What Done Looks Like
By end of week 3 of this work:
- Audit event schema finalized and deployed
- Writer middleware wired into the HTTP layer + background jobs + webhook receipts
- 25-30 event types logged consistently
- Customer-facing UI at /settings/audit-log with filtering, expand, export
- API endpoints for list / get / export
- Retention policy enforced with daily cron
- Documentation linked from /trust
- Route-coverage CI check running on every PR
Within 90 days:
- First enterprise customer cites audit logs as a positive in security review
- Zero "audit log doesn't show this action" support tickets
- Average time-to-discover for security incidents (who did what, when) drops to under 2 minutes from previous "we'd have to ask engineering"
Within 12 months:
- Webhook streaming + at least one SIEM integration shipped (because a paying customer asked)
- Compliance mappings page used in 80%+ of enterprise security reviews
- Audit log retention is a paid-tier driver in your conversion analytics
Common Pitfalls
- Logging everything. A 5MB request body in metadata explodes the log table and makes queries slow. Log diffs (before/after of changed fields), not full payloads.
- Logging secrets. Tokens, passwords, raw API key values — never. They live in the audit table forever.
- Mixing audit and application logs. Different lifecycles, different access controls. Separate them.
- No route-coverage check. New endpoints ship without audit events. Coverage decays silently.
- Treating audit logs as backend-only. Customers expect a UI. Without it, the answer to "do you have audit logs?" is "kind of" — and the buyer is gone.
- Gating audit logs entirely behind paid tiers. Show the existence on free; gate retention and integration. Repels evaluation otherwise.
- No retention enforcement. Logs grow forever, table slows, costs balloon. Cron + partition drops from day 1.
- Synchronous writes inline with requests. Inflates p99 latency. Buffer + flush.
- No support-admin logging. When you (the founder) act in a customer's account, that's auditable. Hiding it erodes trust if discovered.
- Forgetting tier downgrade grace. Customers downgrade and lose 11 months of audit history overnight. Bad press, lost trust. 90-day grace.
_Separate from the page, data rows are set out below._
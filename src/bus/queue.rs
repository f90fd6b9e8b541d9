//! Bounded message queue with high-water-mark dropping.
//!
//! Every bus endpoint buffers through one of these. Once `hwm` messages are
//! queued, pushing a new message evicts the oldest queued message of the same
//! topic, or the oldest message overall when that topic has nothing queued.
//! Producers never block; slow consumers lose stale data instead.

use std::collections::VecDeque;
use std::sync::atomic::{AtomicBool, AtomicU64, Ordering};
use std::sync::Mutex;

use tokio::sync::Notify;
use tracing::debug;

use super::Message;

/// Bounded FIFO shared between one producer side and one consumer side.
#[derive(Debug)]
pub struct MessageQueue {
    messages: Mutex<VecDeque<Message>>,
    notify: Notify,
    hwm: usize,
    closed: AtomicBool,
    dropped: AtomicU64,
}

impl MessageQueue {
    /// Create a queue holding at most `hwm` messages (minimum 1).
    pub fn new(hwm: usize) -> Self {
        let hwm = hwm.max(1);
        Self {
            messages: Mutex::new(VecDeque::with_capacity(hwm.min(1024))),
            notify: Notify::new(),
            hwm,
            closed: AtomicBool::new(false),
            dropped: AtomicU64::new(0),
        }
    }

    pub fn hwm(&self) -> usize {
        self.hwm
    }

    /// Enqueue a message, evicting per the high-water-mark policy.
    ///
    /// Returns the evicted message, if any.
    pub fn push(&self, message: Message) -> Option<Message> {
        let evicted = {
            let mut messages = self.lock();
            let evicted = if messages.len() >= self.hwm {
                let same_topic = messages.iter().position(|m| m.topic == message.topic);
                match same_topic {
                    Some(pos) => messages.remove(pos),
                    None => messages.pop_front(),
                }
            } else {
                None
            };
            messages.push_back(message);
            evicted
        };

        if let Some(ref m) = evicted {
            let total = self.dropped.fetch_add(1, Ordering::Relaxed) + 1;
            debug!(
                topic = %String::from_utf8_lossy(&m.topic),
                dropped_total = total,
                "Queue at high-water-mark, dropped message"
            );
        }

        self.notify.notify_one();
        evicted
    }

    /// Dequeue without waiting.
    pub fn try_pop(&self) -> Option<Message> {
        self.lock().pop_front()
    }

    /// Dequeue, waiting for a message to arrive.
    ///
    /// Returns `None` once the queue is closed and drained.
    pub async fn pop(&self) -> Option<Message> {
        loop {
            if let Some(message) = self.try_pop() {
                return Some(message);
            }
            if self.is_closed() {
                return None;
            }
            self.notify.notified().await;
        }
    }

    /// Close the queue; waiting consumers wake and see `None` once drained.
    pub fn close(&self) {
        self.closed.store(true, Ordering::Release);
        self.notify.notify_waiters();
        self.notify.notify_one();
    }

    pub fn is_closed(&self) -> bool {
        self.closed.load(Ordering::Acquire)
    }

    pub fn len(&self) -> usize {
        self.lock().len()
    }

    pub fn is_empty(&self) -> bool {
        self.lock().is_empty()
    }

    /// Number of messages evicted since creation.
    pub fn dropped(&self) -> u64 {
        self.dropped.load(Ordering::Relaxed)
    }

    fn lock(&self) -> std::sync::MutexGuard<'_, VecDeque<Message>> {
        // A poisoned queue still holds valid messages.
        self.messages.lock().unwrap_or_else(|e| e.into_inner())
    }
}
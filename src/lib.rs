//! rigbus - control plane for a multi-process simulation rig
//!
//! Worker processes exchange topic-addressed binary messages through a
//! relay, a supervisor keeps them alive, and a record/replay pair captures
//! every bus message into session shards and plays sessions back with their
//! original timing.

pub mod block;
pub mod bus;
pub mod clock;
pub mod config;
pub mod error;
pub mod process;
pub mod proto;
pub mod recorder;
pub mod replay;
pub mod topics;
pub mod utils;
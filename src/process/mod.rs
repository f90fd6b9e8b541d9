//! Supervised worker processes.
//!
//! Handles spawning child processes, signalling their process group, and the
//! restart rules driven by exits and heartbeat staleness.

pub mod heartbeat;
pub mod supervisor;

pub use heartbeat::{spawn_heartbeat, HeartbeatBoard};
pub use supervisor::Supervisor;

use std::collections::HashMap;
use std::path::Path;
use std::process::{ExitStatus, Stdio};
use std::time::Duration;

use tokio::process::{Child, Command};
use tokio::time::Instant;
use tracing::{debug, error, info, warn};

use crate::config::{ProcessConfig, DAEMON_ENV_VAR};

/// Default time a blocking stop waits before escalating to SIGKILL.
pub const DEFAULT_STOP_GRACE: Duration = Duration::from_secs(5);

/// How to launch a worker.
#[derive(Debug, Clone, Default)]
pub struct LaunchSpec {
    /// Executable followed by its arguments. No shell interpretation.
    pub command: Vec<String>,
    pub working_dir: Option<String>,
    pub env: HashMap<String, String>,
}

/// Observable lifecycle of a managed process.
#[derive(Debug, Clone, Copy, PartialEq, Eq)]
pub enum ProcessState {
    Stopped,
    Running,
    /// Interrupt sent, exit not yet observed.
    Stopping,
    /// Exited on its own; reaped by the next stop or restart.
    Exited,
}

/// Signals a stop can deliver.
#[derive(Debug, Clone, Copy, PartialEq, Eq)]
enum StopSignal {
    Interrupt,
    Kill,
}

/// A named worker and the child currently running it.
pub struct ManagedProcess {
    name: String,
    spec: LaunchSpec,
    enabled: bool,
    sigkill: bool,
    watchdog_timeout: Option<Duration>,
    stop_grace: Duration,
    child: Option<Child>,
    shutting_down: bool,
    watchdog_seen: bool,
    restarts: u32,
}

impl ManagedProcess {
    pub fn new(name: impl Into<String>, spec: LaunchSpec) -> Self {
        Self {
            name: name.into(),
            spec,
            enabled: true,
            sigkill: false,
            watchdog_timeout: None,
            stop_grace: DEFAULT_STOP_GRACE,
            child: None,
            shutting_down: false,
            watchdog_seen: false,
            restarts: 0,
        }
    }

    pub fn from_config(config: &ProcessConfig, stop_grace: Duration) -> Self {
        let spec = LaunchSpec {
            command: config.command.clone(),
            working_dir: config.working_dir.clone(),
            env: config.env.clone(),
        };
        Self::new(&config.name, spec)
            .with_enabled(config.enabled)
            .with_sigkill(config.sigkill)
            .with_watchdog(config.watchdog_timeout())
            .with_stop_grace(stop_grace)
    }

    pub fn with_enabled(mut self, enabled: bool) -> Self {
        self.enabled = enabled;
        self
    }

    /// Interrupt with SIGKILL instead of SIGINT.
    pub fn with_sigkill(mut self, sigkill: bool) -> Self {
        self.sigkill = sigkill;
        self
    }

    pub fn with_watchdog(mut self, timeout: Option<Duration>) -> Self {
        self.watchdog_timeout = timeout;
        self
    }

    pub fn with_stop_grace(mut self, grace: Duration) -> Self {
        self.stop_grace = grace;
        self
    }

    pub fn name(&self) -> &str {
        &self.name
    }

    pub fn enabled(&self) -> bool {
        self.enabled
    }

    /// Number of restarts triggered by crashes or the watchdog.
    pub fn restarts(&self) -> u32 {
        self.restarts
    }

    pub fn pid(&self) -> Option<u32> {
        self.child.as_ref().and_then(|c| c.id())
    }

    pub fn state(&mut self) -> ProcessState {
        let shutting_down = self.shutting_down;
        match self.child.as_mut() {
            None => ProcessState::Stopped,
            Some(child) => match child.try_wait() {
                Ok(None) if shutting_down => ProcessState::Stopping,
                Ok(None) => ProcessState::Running,
                _ => ProcessState::Exited,
            },
        }
    }

    /// Whether a child exists and has not exited.
    pub fn is_alive(&mut self) -> bool {
        matches!(
            self.state(),
            ProcessState::Running | ProcessState::Stopping
        )
    }

    /// Spawn the worker unless it is already running.
    ///
    /// A pending non-blocking stop is completed first.
    pub async fn start(&mut self) -> std::io::Result<()> {
        if self.shutting_down {
            self.stop(true).await;
        }

        if self.child.is_some() {
            return Ok(());
        }

        let executable = self.spec.command.first().ok_or_else(|| {
            std::io::Error::new(
                std::io::ErrorKind::InvalidInput,
                format!("Empty command for {}", self.name),
            )
        })?;
        let args = &self.spec.command[1..];

        info!(name = %self.name, executable = %executable, ?args, "Starting process");

        let mut cmd = Command::new(executable);
        cmd.args(args);

        if let Some(dir) = &self.spec.working_dir {
            if Path::new(dir).exists() {
                cmd.current_dir(dir);
            } else {
                warn!(name = %self.name, dir = %dir, "Working directory does not exist, using current directory");
            }
        }

        cmd.envs(&self.spec.env);
        cmd.env(DAEMON_ENV_VAR, &self.name);

        cmd.stdout(Stdio::inherit());
        cmd.stderr(Stdio::inherit());

        #[cfg(unix)]
        cmd.process_group(0);

        let child = cmd.spawn().map_err(|e| {
            error!(name = %self.name, error = %e, "Failed to spawn process");
            e
        })?;

        info!(name = %self.name, pid = ?child.id(), "Process started");

        self.child = Some(child);
        self.watchdog_seen = false;
        self.shutting_down = false;
        Ok(())
    }

    /// Stop the worker.
    ///
    /// Sends the interrupt once. Without `block` this returns right away and
    /// the process is left in `Stopping`. With `block` it waits up to the
    /// grace period, then kills the process group and waits for the exit.
    /// Returns the exit status once the child has been reaped.
    pub async fn stop(&mut self, block: bool) -> Option<ExitStatus> {
        let child = self.child.as_mut()?;

        if let Ok(None) = child.try_wait() {
            if !self.shutting_down {
                let signal = if self.sigkill {
                    StopSignal::Kill
                } else {
                    StopSignal::Interrupt
                };
                signal_child(&self.name, child, signal);
                self.shutting_down = true;
            }

            if !block {
                return None;
            }

            if tokio::time::timeout(self.stop_grace, child.wait())
                .await
                .is_err()
            {
                info!(name = %self.name, "Process ignored interrupt, sending SIGKILL");
                signal_child(&self.name, child, StopSignal::Kill);
                if let Err(e) = child.wait().await {
                    warn!(name = %self.name, error = %e, "Error waiting for process");
                }
            }
        }

        match child.try_wait() {
            Ok(Some(status)) => {
                info!(name = %self.name, status = %status, "Process is dead");
                self.child = None;
                self.shutting_down = false;
                Some(status)
            }
            Ok(None) => None,
            Err(e) => {
                error!(name = %self.name, error = %e, "Failed to check process status");
                None
            }
        }
    }

    /// Blocking stop followed by start.
    pub async fn restart(&mut self) -> std::io::Result<()> {
        self.restarts += 1;
        self.stop(true).await;
        self.start().await
    }

    /// Apply the restart rules.
    ///
    /// A dead child is restarted unconditionally. A live one is restarted
    /// when `last_heartbeat` is older than the watchdog timeout and a fresh
    /// heartbeat was seen since the last start. `staleness_enabled` gates
    /// only the latter rule.
    pub async fn check_watchdog(
        &mut self,
        last_heartbeat: Option<Instant>,
        staleness_enabled: bool,
    ) -> std::io::Result<()> {
        if self.child.is_none() {
            return Ok(());
        }

        if !self.is_alive() && !self.shutting_down {
            let status = self
                .child
                .as_mut()
                .and_then(|c| c.try_wait().ok().flatten());
            error!(name = %self.name, ?status, "Process died, restarting");
            return self.restart().await;
        }

        let Some(timeout) = self.watchdog_timeout else {
            return Ok(());
        };

        let fresh = last_heartbeat.is_some_and(|at| at.elapsed() <= timeout);
        if fresh {
            self.watchdog_seen = true;
        } else if self.watchdog_seen && staleness_enabled && !self.shutting_down {
            error!(name = %self.name, ?timeout, "Watchdog timeout, restarting");
            return self.restart().await;
        }
        Ok(())
    }
}

impl Drop for ManagedProcess {
    fn drop(&mut self) {
        if let Some(child) = self.child.as_mut() {
            if let Ok(None) = child.try_wait() {
                warn!(name = %self.name, pid = ?child.id(), "Killing orphaned process on drop");
                signal_child(&self.name, child, StopSignal::Kill);
            }
        }
    }
}

/// Deliver `signal` to the child's process group.
fn signal_child(name: &str, child: &mut Child, signal: StopSignal) {
    let Some(pid) = child.id() else {
        return;
    };
    debug!(name = %name, pid, ?signal, "Signalling process group");

    #[cfg(unix)]
    {
        use nix::sys::signal::{killpg, Signal};
        use nix::unistd::Pid;

        let sig = match signal {
            StopSignal::Interrupt => Signal::SIGINT,
            StopSignal::Kill => Signal::SIGKILL,
        };
        if let Err(e) = killpg(Pid::from_raw(pid as i32), sig) {
            warn!(name = %name, error = %e, "Failed to signal process group");
        }
    }

    #[cfg(not(unix))]
    {
        let _ = signal;
        let _ = child.start_kill();
    }
}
Where Audit Logs Plug Into the Rest of the Stack
- Data Trust — the trust page links to the audit log doc; both are part of the same trust artifact set
- Public API — audit logs are exposed through the same API surface
- Customer Support — support team uses audit logs to debug "what did the user do?" tickets
- Incident Response — security incidents are investigated via audit logs
- Status Page — audit log integrity issues surface as a status event
- Pricing Page — retention tier appears in the pricing comparison
- Email Deliverability — auth events feed deliverability anomaly detection
- Observability Providers — observability is for engineering; audit logs are for customers and compliance — keep them separate
- Background Jobs Providers — the daily retention cron typically runs on the same job system
What's Next
Audit logs are a feature that compounds quietly. The team that ships them in week 3 of launch passes enterprise security reviews 12 months later in 30 minutes instead of 3 weeks. The team that defers them until "we need it" pays the retrofit tax with interest — usually at the worst possible time, mid-deal-cycle.
Build the discipline now. The schema decision, the writer middleware, the retention cron — none of these are big projects in week 1. They're 6-month projects in month 18. Pay the small upfront cost; reap the recurring procurement-shortcut benefit for the life of the product.